0

I'm testing dask and i can't understand how dask is slower that plain python. I was developed in jupyer two examples to get the time for each, and i think that i am doing something wrong

The first with dask: 28.5 seconds and after in plain python 140 ms

    import dask
    import dask.array as da
    %%time
    def inc(x):
        return x + 1

    def double(x):
        return x + 2

    def add(x, y):
        return x + y

    N = 100000

    data = [0 for x in range(N)]
    x = da.from_array(data, chunks=(1000))

    output = []
    for x in data:
        a = dask.delayed(inc)(x)
        b = dask.delayed(double)(x)
        c = dask.delayed(add)(a, b)
        output.append(c)

    total = dask.delayed(sum)(output)
    total.compute()
**28.8 seconds**

Now with plain python

    %%time
    def inc(x):
        return x + 1

    def double(x):
        return x + 2

    def add(x, y):
        return x + y

    N = 100000

    data = [0 for x in range(N)]

    output = []
    for x in data:
        a = inc(x)
        b = double(x)
        c = add(a, b)
        output.append(c)

    total = sum(output)
**140 milliseconds**

1 Answers1

0

Your code run on my machine: 38s.
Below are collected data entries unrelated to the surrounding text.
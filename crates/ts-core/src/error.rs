//! Foundation error type.
//!
//! Sub-crates define their own error enums and wrap `TsError` as one variant
//! via `#[from]`, so configuration problems found here surface unchanged.

use thiserror::Error;

/// The top-level error type for `ts-core` and a common base for sub-crates.
#[derive(Debug, Error)]
pub enum TsError {
    #[error("configuration error: {0}")]
    Config(String),

    #[error("invalid parameter `{name}`: {value}")]
    InvalidParameter { name: &'static str, value: f64 },
}

/// Shorthand result type for all `ts-*` crates.
pub type TsResult<T> = Result<T, TsError>;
This code:

x = da.from_array(data, chunks=(1000))
%time ((x + 1) + (2*x)).compute()

runs in 24ms.

x = np.array(data)
%time ((x + 1) + (2*x))

runs in 350us.

Points:

  • is your data fits in memory easily (numpy or pandas), you probably don't get anything from dask, since those libraries are already fast
  • Dask has collection APIs like array, so use them
  • don't for-iterate over arrays!
  • if an individual function runs in a time <<1ms, dask is only adding overhead; this is certainly your case. You'll notice in the tutorial that the functions include sleep to simulate CPU work, so that you actually get some parallelism
  • don't call .compute() many many times, try to form what you want to do into a single call to compute, which takes an arbitrary number of arguments.
mdurant
  • 27,272
  • 5
  • 45
  • 74